Extracted data entries:
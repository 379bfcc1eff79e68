use std::fmt;
use std::path::PathBuf;

use clap::ValueEnum;
use serde::Serialize;

use crate::error::{PipelineError, Result};

/// 比对所用的序列类型
#[derive(Debug, Clone, Copy, PartialEq, Eq, Serialize)]
#[serde(rename_all = "lowercase")]
pub enum SequenceType {
    Protein,
    Nucleotide,
}

impl SequenceType {
    /// BUSCO 单拷贝序列文件的扩展名
    pub fn extension(self) -> &'static str {
        match self {
            SequenceType::Protein => "faa",
            SequenceType::Nucleotide => "fna",
        }
    }
}

#[derive(Debug, Clone, Copy, PartialEq, Eq, ValueEnum, Serialize)]
#[serde(rename_all = "lowercase")]
pub enum TrimalStrategy {
    Automated1,
    Gappyout,
    Strict,
    Strictplus,
}

impl TrimalStrategy {
    pub fn flag(self) -> &'static str {
        match self {
            TrimalStrategy::Automated1 => "-automated1",
            TrimalStrategy::Gappyout => "-gappyout",
            TrimalStrategy::Strict => "-strict",
            TrimalStrategy::Strictplus => "-strictplus",
        }
    }
}

#[derive(Debug, Clone, Copy, PartialEq, Eq, ValueEnum, Serialize)]
#[serde(rename_all = "lowercase")]
pub enum TreeProgram {
    Fasttree,
    Iqtree,
}

#[derive(Debug, Clone, Copy, PartialEq, Eq, ValueEnum, Serialize)]
#[serde(rename_all = "lowercase")]
pub enum Aligner {
    Muscle,
    Mafft,
}

/// BUSCO 输出目录布局（v3 与 v4/v5 不同）
#[derive(Debug, Clone, Copy, PartialEq, Eq, Serialize)]
pub enum BuscoLayout {
    V3,
    V5,
}

/// 需要执行哪些树构建分析
#[derive(Debug, Clone, Copy, PartialEq, Eq, Serialize)]
#[serde(rename_all = "snake_case")]
pub enum Analysis {
    Both,
    GeneTreesOnly,
    SupermatrixOnly,
}

impl Analysis {
    pub fn from_flags(gene_trees_only: bool, supermatrix_only: bool) -> Result<Self> {
        match (gene_trees_only, supermatrix_only) {
            (false, false) => Ok(Analysis::Both),
            (true, false) => Ok(Analysis::GeneTreesOnly),
            (false, true) => Ok(Analysis::SupermatrixOnly),
            (true, true) => Err(PipelineError::InvalidConfig(
                "--gene_trees_only and --supermatrix_only are mutually exclusive".into(),
            )),
        }
    }

    pub fn gene_trees(self) -> bool {
        self != Analysis::SupermatrixOnly
    }

    pub fn supermatrix(self) -> bool {
        self != Analysis::GeneTreesOnly
    }
}

/// 一次运行的全部设置，以引用传给各阶段
#[derive(Debug, Clone, Serialize)]
pub struct PipelineConfig {
    pub input: PathBuf,
    pub output: PathBuf,
    pub threads: usize,
    pub analysis: Analysis,
    pub sequence_type: SequenceType,
    pub percent_single_copy: f64,
    pub trimal_strategy: TrimalStrategy,
    pub missing_character: char,
    pub gene_tree_program: TreeProgram,
    pub aligner: Aligner,
    pub layout: BuscoLayout,
}

impl PipelineConfig {
    /// 以默认值构造（阈值 100%、automated1、`?`、fasttree、muscle、BUSCO v5）
    pub fn new(input: impl Into<PathBuf>, output: impl Into<PathBuf>, threads: usize) -> Self {
        Self {
            input: input.into(),
            output: output.into(),
            threads,
            analysis: Analysis::Both,
            sequence_type: SequenceType::Protein,
            percent_single_copy: 100.0,
            trimal_strategy: TrimalStrategy::Automated1,
            missing_character: '?',
            gene_tree_program: TreeProgram::Fasttree,
            aligner: Aligner::Muscle,
            layout: BuscoLayout::V5,
        }
    }

    pub fn validate(&self) -> Result<()> {
        if self.threads == 0 {
            return Err(PipelineError::InvalidConfig("--threads must be at least 1".into()));
        }
        if !(0.0..=100.0).contains(&self.percent_single_copy) {
            return Err(PipelineError::InvalidConfig(format!(
                "--percent_single_copy must be within 0-100, got {}",
                self.percent_single_copy
            )));
        }
        if !self.missing_character.is_ascii_graphic() || self.missing_character == '>' {
            return Err(PipelineError::InvalidConfig(format!(
                "--missing_character '{}' cannot be used inside a FASTA sequence",
                self.missing_character
            )));
        }
        Ok(())
    }
}

/// 解析 `--missing_character`：必须恰好是一个字符，否则补齐宽度无法与比对列数一致。
pub fn parse_missing_character(s: &str) -> std::result::Result<char, String> {
    let mut chars = s.chars();
    match (chars.next(), chars.next()) {
        (Some(c), None) => Ok(c),
        _ => Err(format!("expected exactly one character, got '{}'", s)),
    }
}

impl fmt::Display for TreeProgram {
    fn fmt(&self, f: &mut fmt::Formatter<'_>) -> fmt::Result {
        match self {
            TreeProgram::Fasttree => f.write_str("fasttree"),
            TreeProgram::Iqtree => f.write_str("iqtree"),
        }
    }
}

impl fmt::Display for Aligner {
    fn fmt(&self, f: &mut fmt::Formatter<'_>) -> fmt::Result {
        match self {
            Aligner::Muscle => f.write_str("muscle"),
            Aligner::Mafft => f.write_str("mafft"),
        }
    }
}

#[cfg(test)]
mod tests {
    use super::*;

    #[test]
    fn defaults_are_valid() {
        let cfg = PipelineConfig::new("in", "out", 4);
        assert!(cfg.validate().is_ok());
        assert_eq!(cfg.percent_single_copy, 100.0);
        assert_eq!(cfg.missing_character, '?');
    }

    #[test]
    fn rejects_out_of_range_threshold() {
        let mut cfg = PipelineConfig::new("in", "out", 4);
        cfg.percent_single_copy = 100.5;
        assert!(cfg.validate().is_err());
        cfg.percent_single_copy = -1.0;
        assert!(cfg.validate().is_err());
        cfg.percent_single_copy = 0.0;
        assert!(cfg.validate().is_ok());
    }

    #[test]
    fn rejects_zero_threads() {
        let cfg = PipelineConfig::new("in", "out", 0);
        assert!(matches!(cfg.validate(), Err(PipelineError::InvalidConfig(_))));
    }

    #[test]
    fn analysis_flags_conflict() {
        assert_eq!(Analysis::from_flags(false, false).unwrap(), Analysis::Both);
        assert!(!Analysis::from_flags(true, false).unwrap().supermatrix());
        assert!(!Analysis::from_flags(false, true).unwrap().gene_trees());
        assert!(Analysis::from_flags(true, true).is_err());
    }

    #[test]
    fn missing_character_is_single_char() {
        assert_eq!(parse_missing_character("-"), Ok('-'));
        assert!(parse_missing_character("").is_err());
        assert!(parse_missing_character("NN").is_err());
    }
}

Description of the task:
Wherever the word "Aligner" appears in a line of the records, count that line. Say how many there are, with no other words.

Solution to the exercise:
6